Trajectory tracking control of agricultural vehicles based on disturbance test

Abstract

To improve the trajectory tracking robust stability of agricultural vehicles, a path tracking control method combined with the characteristics of agricultural vehicles and nonlinear model predictive control was presented. Through the proposed method, the path tracking problem can be divided into two problems with speed and steering angle constraints: the trajectory planning problem, and the trajectory tracking optimization problem. Firstly, the nonlinear kinematics model of the agricultural vehicle was discretized, then the derived model was inferred and regarded as the prediction function plant for the designed controller. Second, the objective function characterizing the tracking performance was put forward based on system variables and control inputs. Therefore, the objective function optimization problem, based on the proposed prediction equation plant, can be regarded as the nonlinear constrained optimization problem. What’s more, to enhance the robust stability of the system, a real-time feedback and rolling adjustment strategy was adopted to achieve optimal control.
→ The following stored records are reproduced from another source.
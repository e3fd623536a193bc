use proptest::prelude::*;
use sb_stateframe::core::codec::{FieldKind, TypeCode};
use sb_stateframe::core::layout::{FieldSpec, Node, ANTENNA_BLOCK, GENERIC_BLOCK, LONOISE_BLOCK};
use sb_stateframe::{parse, parse_file, Assembler, Frame, MonitorRecord, OffsetTable, RawValue, Value};

fn lonoise_record() -> MonitorRecord {
    let mut r = MonitorRecord::new();
    r.insert("NAME".into(), RawValue::from("LONoiseMod"));
    r.insert("LJTEMP".into(), RawValue::from(300));
    r.insert("POW_24V".into(), RawValue::from(24));
    r.insert("NSSTAT".into(), RawValue::from(0));
    r.insert("LOFREQ".into(), RawValue::from(("LO_3_4GHZ", 0i64)));
    r
}

fn antenna_record(name: &str, base: f64) -> MonitorRecord {
    let mut r = MonitorRecord::new();
    r.insert("NAME".into(), RawValue::from(name));
    r.insert("SERIAL".into(), RawValue::from(470010001));
    let floats = [
        "POW_24V", "POW_15V", "POW_12V", "POW_5V", "POW_N5V", "POW_S5V", "LJTEMP", "LJAIRTEMP",
        "VQPOW", "VIPOW", "HQPOW", "HIPOW", "VQTEMP", "VITEMP", "HQTEMP", "HITEMP",
    ];
    for (i, key) in floats.iter().enumerate() {
        r.insert(key.to_string(), RawValue::from(base + i as f64 + 0.5));
    }
    r.insert("VQATTEN".into(), RawValue::from(10.0));
    r.insert("VIATTEN".into(), RawValue::from(10.5));
    r.insert("HQATTEN".into(), RawValue::from(12.0));
    r.insert("HIATTEN".into(), RawValue::from(12.5));
    r.insert("VNSSEL".into(), RawValue::from(1));
    r.insert("HNSSEL".into(), RawValue::from(0));
    r
}

fn scenario() -> MonitorRecord {
    let mut d = MonitorRecord::new();
    d.insert("LONOISE".into(), RawValue::from(lonoise_record()));
    d.insert("A".into(), RawValue::from(antenna_record("AntennaA", 1.0)));
    d.insert("B".into(), RawValue::from(antenna_record("AntennaB", 40.0)));
    d
}

fn schema_table(frame: Frame, record: &MonitorRecord) -> (OffsetTable, Vec<u8>) {
    let dir = tempfile::tempdir().unwrap();
    let out = Assembler::new(frame)
        .with_schema_path(dir.path().join("schema.xml"))
        .with_archive_dir(None)
        .assemble(record, true);
    assert!(out.write_error.is_none());
    let table = parse_file(dir.path().join("schema.xml")).unwrap();
    (table, out.buffer)
}

/// Every field of `blocks` decoded under `prefix` must match what the
/// record resolves to.
fn assert_fields_match(
    table: &OffsetTable,
    buf: &[u8],
    prefix: &str,
    blocks: &[&[Node]],
    record: &MonitorRecord,
) {
    for node in blocks.iter().flat_map(|b| b.iter()) {
        let Node::Field(spec) = node else { continue };
        let path = format!("{}/{}", prefix, spec.name);
        let decoded = table.extract(buf, &path).unwrap();
        let expected = spec.resolve(record);
        match spec.kind {
            FieldKind::FixedString(_) => {
                assert_eq!(decoded.as_str(), Some(expected.as_text().unwrap_or("")), "{}", path)
            }
            FieldKind::Scalar(_) => {
                assert_eq!(decoded.as_f64(), Some(expected.as_f64().unwrap_or(0.0)), "{}", path)
            }
        }
    }
}

#[test]
fn scenario_layout_starts_with_name() {
    let out = Assembler::new(Frame::Ovro).assemble(&scenario(), false);
    let buf = &out.buffer;

    assert_eq!(buf.len(), 419);
    assert_eq!(&buf[0..4], &49u32.to_le_bytes());
    assert_eq!(&buf[4..14], b"LONoiseMod");
    assert!(buf[14..53].iter().all(|b| *b == 0));
    // serial absent for LONOISE
    assert_eq!(&buf[53..57], &[0, 0, 0, 0]);
    // Voltage.24v
    assert_eq!(&buf[57..61], &24.0f32.to_le_bytes());
    assert!(out.format.starts_with("<I49sIffffffff"));
}

#[test]
fn scenario_round_trip() {
    let d = scenario();
    let (table, buf) = schema_table(Frame::Ovro, &d);
    assert_eq!(table.size(), buf.len());

    assert_eq!(
        table.extract(&buf, "LONoiseModule/Temp.labjack").unwrap(),
        Value::F32(300.0)
    );
    assert_eq!(
        table.extract(&buf, "LONoiseModule/Name").unwrap(),
        Value::Text("LONoiseMod".into())
    );
    assert_eq!(
        table.extract(&buf, "LONoiseModule/LOFrequency").unwrap(),
        Value::U32(0)
    );

    let lo = d["LONOISE"].as_record().unwrap();
    let a = d["A"].as_record().unwrap();
    let b = d["B"].as_record().unwrap();
    assert_fields_match(&table, &buf, "LONoiseModule", &[GENERIC_BLOCK, LONOISE_BLOCK], lo);
    assert_fields_match(&table, &buf, "AntennaAModule", &[GENERIC_BLOCK, ANTENNA_BLOCK], a);
    assert_fields_match(&table, &buf, "AntennaBModule", &[GENERIC_BLOCK, ANTENNA_BLOCK], b);
}

#[test]
fn antenna_layout_has_no_lo_frequency() {
    let (table, _) = schema_table(Frame::Ovro, &scenario());
    assert!(table.get("LONoiseModule/LOFrequency").is_ok());
    assert!(table.get("AntennaAModule/LOFrequency").is_err());
    assert!(table.get("AntennaAModule/Attenuation.hi").is_ok());
    assert_eq!(table.len(), 12 + 24 + 24);
}

#[test]
fn assemble_is_deterministic() {
    let d = scenario();
    let asm = Assembler::new(Frame::Starburst).with_archive_dir(None);
    let dir = tempfile::tempdir().unwrap();
    let asm = asm.with_schema_path(dir.path().join("sf.xml"));

    let first = asm.assemble(&d, true);
    let second = asm.assemble(&d, true);
    assert_eq!(first.buffer, second.buffer);
    assert_eq!(first.format, second.format);
    assert_eq!(first.schema, second.schema);
}

#[test]
fn empty_input_full_frames_with_defaults() {
    let (table, buf) = schema_table(Frame::Ovro, &MonitorRecord::new());
    assert_eq!(buf.len(), 419);
    assert_eq!(
        table.extract(&buf, "AntennaBModule/Attenuation.vq").unwrap(),
        Value::F64(31.5)
    );
    assert_eq!(table.extract(&buf, "AntennaBModule/Name").unwrap(), Value::Text(String::new()));

    let (table, buf) = schema_table(Frame::Starburst, &MonitorRecord::new());
    assert_eq!(buf.len(), 1103);
    assert_eq!(table.version(), 3.0);
    assert_eq!(table.extract(&buf, "Version").unwrap(), Value::F64(3.0));
    assert_eq!(table.extract(&buf, "Starburst/Version").unwrap(), Value::U32(1));
    assert_eq!(
        table.extract(&buf, "Starburst/DCMA/Attenuation.hq").unwrap(),
        Value::F64(31.5)
    );
    assert_eq!(table.extract(&buf, "UVW").unwrap().shape(), vec![16, 3]);
    assert_eq!(table.extract(&buf, "Delay").unwrap().shape(), vec![2, 16]);
}

#[test]
fn garbage_values_fall_back() {
    let mut a = MonitorRecord::new();
    a.insert("VQPOW".into(), RawValue::from("n/a"));
    a.insert("HIATTEN".into(), RawValue::from(99.0));
    a.insert("SERIAL".into(), RawValue::from(-5));
    let mut d = MonitorRecord::new();
    d.insert("A".into(), RawValue::from(a));

    let (table, buf) = schema_table(Frame::Ovro, &d);
    assert_eq!(table.extract(&buf, "AntennaAModule/Power.vq").unwrap(), Value::F32(0.0));
    assert_eq!(
        table.extract(&buf, "AntennaAModule/Attenuation.hi").unwrap(),
        Value::F64(31.5)
    );
    assert_eq!(table.extract(&buf, "AntennaAModule/SerialNumber").unwrap(), Value::U32(0));
}

#[test]
fn starburst_units_and_header() {
    let mut d = MonitorRecord::new();
    d.insert("timestamp".into(), RawValue::from(3.7e9));
    d.insert("scan_state".into(), RawValue::from(-1));
    d.insert("phase_tracking".into(), RawValue::from(1));
    d.insert("starburst".into(), RawValue::from(scenario()));

    let (table, buf) = schema_table(Frame::Starburst, &d);
    assert_eq!(table.extract(&buf, "Timestamp").unwrap(), Value::F64(3.7e9));
    assert_eq!(table.extract(&buf, "ScanState").unwrap(), Value::I32(-1));
    assert_eq!(table.extract(&buf, "PhaseTracking").unwrap(), Value::U32(1));
    assert_eq!(
        table.extract(&buf, "Starburst/LONM/Name").unwrap(),
        Value::Text("LONoiseMod".into())
    );

    let a = scenario()["A"].as_record().unwrap().clone();
    assert_fields_match(&table, &buf, "Starburst/DCMA", &[GENERIC_BLOCK, ANTENNA_BLOCK], &a);
}

#[test]
fn cluster_array_schema_matches_bytes() {
    static REC: Node = Node::Cluster {
        name: "Rec",
        key: None,
        groups: &[&[
            Node::Field(FieldSpec::text("name", "Name", 8)),
            Node::Field(FieldSpec::scalar("id", "Id", TypeCode::U32)),
            Node::Field(FieldSpec::scalar("t", "Temp", TypeCode::Sgl)),
        ]],
    };
    static ROOT: Node = Node::Cluster {
        name: "Root",
        key: None,
        groups: &[&[Node::ClusterArray {
            name: "Recs",
            key: "recs",
            dims: &[3],
            element: &REC,
        }]],
    };

    let mut d = MonitorRecord::new();
    d.insert(
        "recs".into(),
        RawValue::List(vec![
            RawValue::record([("name", RawValue::from("abc")), ("id", RawValue::from(7))]),
            RawValue::record([("name", RawValue::from("xyz")), ("t", RawValue::from(2.5))]),
        ]),
    );

    let frag = ROOT.encode(&d, true);
    let xml = frag.schema.as_ref().map(|s| s.to_xml()).unwrap_or_default();
    let table = parse(&xml).unwrap();
    assert_eq!(table.size(), frag.bytes.len());
    assert_eq!(frag.bytes.len(), ROOT.size());

    let buf = &frag.bytes;
    assert_eq!(table.extract(buf, "Recs[0]/Name").unwrap(), Value::Text("abc".into()));
    assert_eq!(table.extract(buf, "Recs[0]/Id").unwrap(), Value::U32(7));
    assert_eq!(table.extract(buf, "Recs[1]/Name").unwrap(), Value::Text("xyz".into()));
    assert_eq!(table.extract(buf, "Recs[1]/Temp").unwrap(), Value::F32(2.5));
    // third record missing from the input
    assert_eq!(table.extract(buf, "Recs[2]/Name").unwrap(), Value::Text(String::new()));
    assert_eq!(table.extract(buf, "Recs[2]/Id").unwrap(), Value::U32(0));
    assert!(table.get("Recs[3]/Id").is_err());
}

fn geometry_table() -> OffsetTable {
    let dir = tempfile::tempdir().unwrap();
    let out = Assembler::new(Frame::Starburst)
        .with_schema_path(dir.path().join("geometry.xml"))
        .with_archive_dir(None)
        .assemble(&MonitorRecord::new(), true);
    parse(&out.schema.unwrap_or_default()).unwrap()
}

proptest! {
    #[test]
    fn uvw_and_delay_index_mapping(
        uvw in prop::collection::vec(prop::collection::vec(-1.0e6f64..1.0e6, 3), 16),
        delay in prop::collection::vec(-1.0e-3f64..1.0e-3, 16),
        delay1 in prop::collection::vec(-1.0e-3f64..1.0e-3, 16),
    ) {
        let mut d = MonitorRecord::new();
        d.insert("uvw".into(), RawValue::from(uvw.clone()));
        d.insert("delay".into(), RawValue::from(delay.clone()));
        d.insert("delay1".into(), RawValue::from(delay1.clone()));

        let table = geometry_table();
        let out = Assembler::new(Frame::Starburst).assemble(&d, false);

        let decoded_uvw = table.extract(&out.buffer, "UVW").unwrap();
        let decoded_delay = table.extract(&out.buffer, "Delay").unwrap();

        for ant in 0..16 {
            for k in 0..3 {
                prop_assert_eq!(decoded_uvw.index(&[ant, k]), Some(&Value::F64(uvw[ant][k])));
            }
            prop_assert_eq!(decoded_delay.index(&[0, ant]), Some(&Value::F64(delay[ant])));
            prop_assert_eq!(decoded_delay.index(&[1, ant]), Some(&Value::F64(delay1[ant])));
        }

        // flat order: antenna-major, u/v/w minor
        let offset = table.get("UVW").unwrap().offset;
        let second = f64::from_le_bytes(out.buffer[offset + 8..offset + 16].try_into().unwrap());
        prop_assert_eq!(second, uvw[0][1]);
    }
}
To validate the theoretical analysis before, the Matlab simulation was performed to investigate the path tracking performance. The simulation results show that the controller can realize effective trajectory tracking and possesses good robust stability. Meanwhile, the corresponding experiments were conducted. When the test vehicle tracked the reference track with a speed of 3 m/s, the maximum lateral deviation was 13.36 cm, and the maximum longitudinal deviation was 34.61 cm. When the added horizontal deviation disturbance Yr was less than 1.5 m, the controller could adjust the vehicle quickly to make the test car return to the reference track and continue to drive. Finally, to better highlight the controller proposed in this paper, a comparison experiment with a linear model predictive controller was performed. Compared to the conventional linear model predictive controller, the horizontal off-track distance reduced by 36.8% and the longitudinal deviation reduced by 32.98% when performing circular path tracking at a speed of 3 m/s.